Duchenne muscular dystrophy was named after its discoverer, the French neurologist, Guillaume-Benjamin-Amand Duchenne. The term muscular dystrophy is created by several numbers of medical terminology prefixes, word roots, and suffixes. Firstly, the word “muscular”, contains the word root “musc” which means muscle. The suffix of “muscular”, is “-ar,” which can be defined as “pertaining to.” The word “muscular,” means “pertaining to muscle.” Secondly, the word “dystrophy,” is composed of the prefix, “dys-,” and the suffix “-trophy.” The prefix “dys-“has the definition of “painful/difficult,” and the suffix “-trophy,” means “development.” In full, muscular dystrophy can be defined as “painful and difficult development that pertains to the muscle.”
What are Genes??
A gene is the one sided unit that is passed down from generation to generation. A person can have changes (or mutations) in their genes which have the ability to cause many health problems for the person hosting the malfunctioning genes. Depending on the type of change, the effect can be small; like a change in eye color, or it can lead to major health issues.

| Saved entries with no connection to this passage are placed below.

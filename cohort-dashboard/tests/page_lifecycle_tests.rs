//! Page controller lifecycle scenarios.

use async_trait::async_trait;
use cohort_cache::CacheKey;
use cohort_dashboard::service::{COMMUNITY_SUMMARY_OP, DASHBOARD_OP, MEMBERS_OP};
use cohort_dashboard::{
    CommunitySummary, DashboardPage, GuardDecision, PageContext, PageController, PageOutcome,
    RealtimeEvent, RoleOverviewPage, RouteTable, SessionCheck, Visit,
};
use cohort_test_utils::fixtures;
use cohort_test_utils::{
    CountingDependency, LoadError, PageError, PageHarness, PageLifecycleState, RenderError,
    RetryPolicy, Role, SurfaceEvent, ToggleDependency,
};
use std::sync::atomic::{AtomicUsize, Ordering};
use std::sync::Arc;
use std::time::Duration;

/// Page that only counts how often its body is rendered.
#[derive(Default)]
struct CountingPage {
    role: Option<Role>,
    renders: AtomicUsize,
}

impl CountingPage {
    fn for_role(role: Role) -> Arc<Self> {
        Arc::new(Self {
            role: Some(role),
            renders: AtomicUsize::new(0),
        })
    }
}

#[async_trait]
impl DashboardPage for CountingPage {
    fn name(&self) -> &str {
        "counting"
    }

    fn required_role(&self) -> Option<Role> {
        self.role
    }

    async fn render_dashboard_content(&self, _ctx: &PageContext<'_>) -> Result<(), RenderError> {
        self.renders.fetch_add(1, Ordering::SeqCst);
        Ok(())
    }
}

async fn settle<F: Fn() -> bool>(done: F) {
    for _ in 0..50 {
        if done() {
            return;
        }
        tokio::task::yield_now().await;
    }
}

#[tokio::test]
async fn test_wrong_role_redirects_home_without_rendering() {
    let harness = PageHarness::signed_in(fixtures::mentor()).await;
    let page = CountingPage::for_role(Role::Student);
    let mut controller = PageController::new(page.clone(), harness.services.clone());

    let outcome = controller.initialize().await;

    assert_eq!(
        outcome,
        PageOutcome::Redirected {
            target: "/mentor/dashboard".to_string()
        }
    );
    assert_eq!(harness.navigator.redirects(), vec!["/mentor/dashboard".to_string()]);
    assert_eq!(controller.state(), PageLifecycleState::CheckingPermissions);
    assert_eq!(page.renders.load(Ordering::SeqCst), 0);
    assert_eq!(harness.service.calls(DASHBOARD_OP), 0);
}

#[tokio::test]
async fn test_matching_role_walks_every_state() {
    let harness = PageHarness::signed_in(fixtures::student()).await;
    let page = CountingPage::for_role(Role::Student);
    let mut controller = PageController::new(page.clone(), harness.services.clone());

    assert_eq!(controller.initialize().await, PageOutcome::Ready(Default::default()));
    assert_eq!(
        controller.history(),
        &[
            PageLifecycleState::WaitingForDependencies,
            PageLifecycleState::CheckingAuth,
            PageLifecycleState::CheckingPermissions,
            PageLifecycleState::LoadingData,
            PageLifecycleState::Rendering,
            PageLifecycleState::Ready,
        ]
    );
    assert_eq!(page.renders.load(Ordering::SeqCst), 1);
    assert!(controller.payload().is_some());
}

#[tokio::test(start_paused = true)]
async fn test_dependencies_never_ready_fail_after_ceiling() {
    let harness = PageHarness::signed_in(fixtures::student())
        .await
        .with_dependency_wait(RetryPolicy::new(10, 500));
    let feed = Arc::new(CountingDependency::never("realtime"));
    let mut controller =
        PageController::new(CountingPage::for_role(Role::Student), harness.services.clone())
            .with_dependency(feed.clone());

    let calls_before = harness.service.total_calls();
    let started = tokio::time::Instant::now();
    let outcome = controller.initialize().await;

    assert_eq!(started.elapsed(), Duration::from_millis(5_000));
    assert_eq!(feed.probes(), 10);
    assert_eq!(
        outcome,
        PageOutcome::Failed(PageError::DependenciesUnavailable {
            attempts: 10,
            missing: vec!["realtime".to_string()],
        })
    );
    assert_eq!(controller.state(), PageLifecycleState::Failed);
    assert!(harness
        .surface
        .events()
        .iter()
        .any(|event| matches!(event, SurfaceEvent::Error { .. })));
    assert_eq!(harness.service.calls(DASHBOARD_OP), 0);
    assert_eq!(harness.service.total_calls(), calls_before);
}

#[tokio::test(start_paused = true)]
async fn test_late_dependency_is_picked_up() {
    let harness = PageHarness::signed_in(fixtures::student())
        .await
        .with_dependency_wait(RetryPolicy::new(10, 500));
    let feed = Arc::new(CountingDependency::ready_on("realtime", 4));
    let mut controller =
        PageController::new(CountingPage::for_role(Role::Student), harness.services.clone())
            .with_dependency(feed.clone());

    let started = tokio::time::Instant::now();
    assert!(controller.initialize().await.is_ready());
    assert_eq!(started.elapsed(), Duration::from_millis(1_500));
}

#[tokio::test(start_paused = true)]
async fn test_dependency_flipped_ready_mid_wait() {
    let harness = PageHarness::signed_in(fixtures::student())
        .await
        .with_dependency_wait(RetryPolicy::new(10, 500));
    let feed = Arc::new(ToggleDependency::new("realtime", false));
    let mut controller =
        PageController::new(CountingPage::for_role(Role::Student), harness.services.clone())
            .with_dependency(feed.clone());

    let started = tokio::time::Instant::now();
    let (outcome, ()) = tokio::join!(controller.initialize(), async {
        tokio::time::sleep(Duration::from_millis(700)).await;
        feed.set_ready(true);
    });

    assert!(outcome.is_ready());
    assert_eq!(started.elapsed(), Duration::from_millis(1_000));
}

#[tokio::test]
async fn test_signed_out_viewer_sees_login_prompt() {
    let harness = PageHarness::signed_out().await;
    let page = CountingPage::for_role(Role::Student);
    let mut controller = PageController::new(page.clone(), harness.services.clone());

    assert_eq!(controller.initialize().await, PageOutcome::LoginRequired);
    assert_eq!(controller.state(), PageLifecycleState::CheckingAuth);
    assert!(harness
        .surface
        .events()
        .contains(&SurfaceEvent::LoginPrompt("counting".to_string())));
    assert_eq!(page.renders.load(Ordering::SeqCst), 0);
}

#[tokio::test]
async fn test_payload_failure_moves_to_failed() {
    let harness = PageHarness::signed_in(fixtures::student()).await;
    let unavailable = LoadError::Status {
        status: 503,
        message: "maintenance".to_string(),
    };
    harness.service.fail(DASHBOARD_OP, unavailable.clone());
    let mut controller =
        PageController::new(CountingPage::for_role(Role::Student), harness.services.clone());

    assert_eq!(
        controller.initialize().await,
        PageOutcome::Failed(PageError::Load(unavailable))
    );
    assert_eq!(controller.state(), PageLifecycleState::Failed);
    assert_eq!(
        controller.refresh().await,
        Err(PageError::NotReady {
            state: PageLifecycleState::Failed
        })
    );
}

#[tokio::test]
async fn test_section_failures_are_contained() {
    let harness = PageHarness::signed_in(fixtures::student()).await;
    harness.surface.fail_section("stats");
    harness
        .service
        .fail(MEMBERS_OP, LoadError::transport("members offline"));
    let mut controller = PageController::new(
        Arc::new(RoleOverviewPage::new(Role::Student)),
        harness.services.clone(),
    );

    let PageOutcome::Ready(report) = controller.initialize().await else {
        panic!("page should still reach Ready");
    };

    assert_eq!(report.failed_sections, vec!["stats".to_string(), "mentors".to_string()]);
    assert_eq!(harness.surface.sections(), vec!["community".to_string()]);
    assert_eq!(
        harness.surface.fallbacks(),
        vec!["stats".to_string(), "mentors".to_string()]
    );
    assert_eq!(controller.state(), PageLifecycleState::Ready);
}

#[tokio::test]
async fn test_refresh_reloads_only_from_ready() {
    let harness = PageHarness::signed_in(fixtures::student()).await;
    let page = CountingPage::for_role(Role::Student);
    let mut controller = PageController::new(page.clone(), harness.services.clone());

    assert_eq!(
        controller.refresh().await,
        Err(PageError::NotReady {
            state: PageLifecycleState::Uninitialized
        })
    );

    controller.initialize().await;
    assert!(controller.refresh().await.unwrap().is_clean());
    assert_eq!(harness.service.calls(DASHBOARD_OP), 2);
    assert_eq!(page.renders.load(Ordering::SeqCst), 2);
    assert_eq!(controller.state(), PageLifecycleState::Ready);

    controller.destroy();
    assert_eq!(controller.refresh().await, Err(PageError::Destroyed));
    assert_eq!(
        controller.initialize().await,
        PageOutcome::Failed(PageError::Destroyed)
    );
}

#[tokio::test]
async fn test_destroy_releases_realtime_listeners() {
    let harness = PageHarness::signed_in(fixtures::mentor()).await;
    let mut controller = PageController::new(
        Arc::new(RoleOverviewPage::new(Role::Mentor)),
        harness.services.clone(),
    );
    assert!(controller.initialize().await.is_ready());
    assert_eq!(controller.subscriptions().len(), 1);
    assert_eq!(harness.realtime.listener_count(), 1);

    controller.destroy();
    controller.destroy();
    assert!(controller.is_destroyed());
    assert!(controller.subscriptions().is_empty());

    settle(|| harness.realtime.listener_count() == 0).await;
    assert_eq!(harness.realtime.listener_count(), 0);
}

#[tokio::test]
async fn test_logout_closes_ready_page_and_drops_cached_reads() {
    let harness = PageHarness::signed_in(fixtures::mentor()).await;
    let page = Arc::new(RoleOverviewPage::new(Role::Mentor));
    let name = page.name().to_string();
    let mut controller = PageController::new(page, harness.services.clone());
    assert!(controller.initialize().await.is_ready());
    assert_eq!(controller.revalidate(), SessionCheck::Unchanged);

    let summary = CacheKey::raw("community-summary-C1");
    assert!(harness.data.loader().peek::<CommunitySummary>(&summary).is_some());

    harness.session.logout().await.unwrap();

    assert_eq!(controller.revalidate(), SessionCheck::Ended);
    assert!(controller.is_destroyed());
    assert!(controller.payload().is_none());
    assert!(controller.subscriptions().is_empty());
    assert!(harness.data.loader().peek::<CommunitySummary>(&summary).is_none());
    assert_eq!(harness.data.loader().stats().entry_count, 0);
    assert!(harness.surface.events().contains(&SurfaceEvent::LoginPrompt(name)));
    assert_eq!(controller.refresh().await, Err(PageError::Destroyed));

    settle(|| harness.realtime.listener_count() == 0).await;
    assert_eq!(harness.realtime.listener_count(), 0);
}

#[tokio::test]
async fn test_community_event_invalidates_cached_summary() {
    let harness = PageHarness::signed_in(fixtures::mentor()).await;
    let mut controller = PageController::new(
        Arc::new(RoleOverviewPage::new(Role::Mentor)),
        harness.services.clone(),
    );
    assert!(controller.initialize().await.is_ready());
    assert_eq!(harness.service.calls(COMMUNITY_SUMMARY_OP), 1);

    let key = CacheKey::raw("community-summary-C1");
    let cached = || harness.data.loader().peek::<CommunitySummary>(&key).is_some();
    assert!(cached());

    harness.realtime.publish(RealtimeEvent::CommunityUpdated {
        community_id: fixtures::community(),
    });
    settle(|| !cached()).await;
    assert!(!cached());

    harness.resolver.load_community_context(false).await.unwrap();
    assert_eq!(harness.service.calls(COMMUNITY_SUMMARY_OP), 2);
}

#[tokio::test]
async fn test_route_table_guards_then_runs_page() {
    let harness = PageHarness::signed_in(fixtures::mentor()).await;
    let guard = harness.guard();
    let table = RouteTable::standard();

    match table.open("/student/dashboard", &guard, &harness.services).await {
        Some(Visit::Denied(decision)) => assert_eq!(
            decision,
            GuardDecision::Unauthorized {
                role: Some(Role::Mentor)
            }
        ),
        other => panic!("expected denial, got {:?}", other),
    }
    assert_eq!(harness.navigator.redirects(), vec!["/unauthorized".to_string()]);

    match table.open("/mentor/dashboard", &guard, &harness.services).await {
        Some(Visit::Opened { outcome, .. }) => assert!(outcome.is_ready()),
        other => panic!("expected mentor page, got {:?}", other),
    }

    // The admin area admits mentors, but the admin overview is for admins.
    match table.open("/admin/dashboard", &guard, &harness.services).await {
        Some(Visit::Opened { outcome, .. }) => assert_eq!(
            outcome,
            PageOutcome::Redirected {
                target: "/mentor/dashboard".to_string()
            }
        ),
        other => panic!("expected redirect, got {:?}", other),
    }

    assert!(table.open("/settings", &guard, &harness.services).await.is_none());
}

Mutations in a person’s genes results in the malfunctioning of genes. Within biology, we have learnt that in certain cases, there is a dominant gene that can hide the defective gene, which may also be called a recessive gene. In these cases, the dominant gene is strong enough to dampen the recessive trait, and keep the body functioning as it is supposed to.
A person or any other organism can be born with gene mutations, or they can develop mutations over the years in their lives. If the gene mutation is present within the egg or sperm cells of the parents, the children/offspring can have the gene mutation passed down to them by their parents. When such a case as this occurs, the mutation is present within every cell of the body, and the human body is not able to fix the mutation on its own.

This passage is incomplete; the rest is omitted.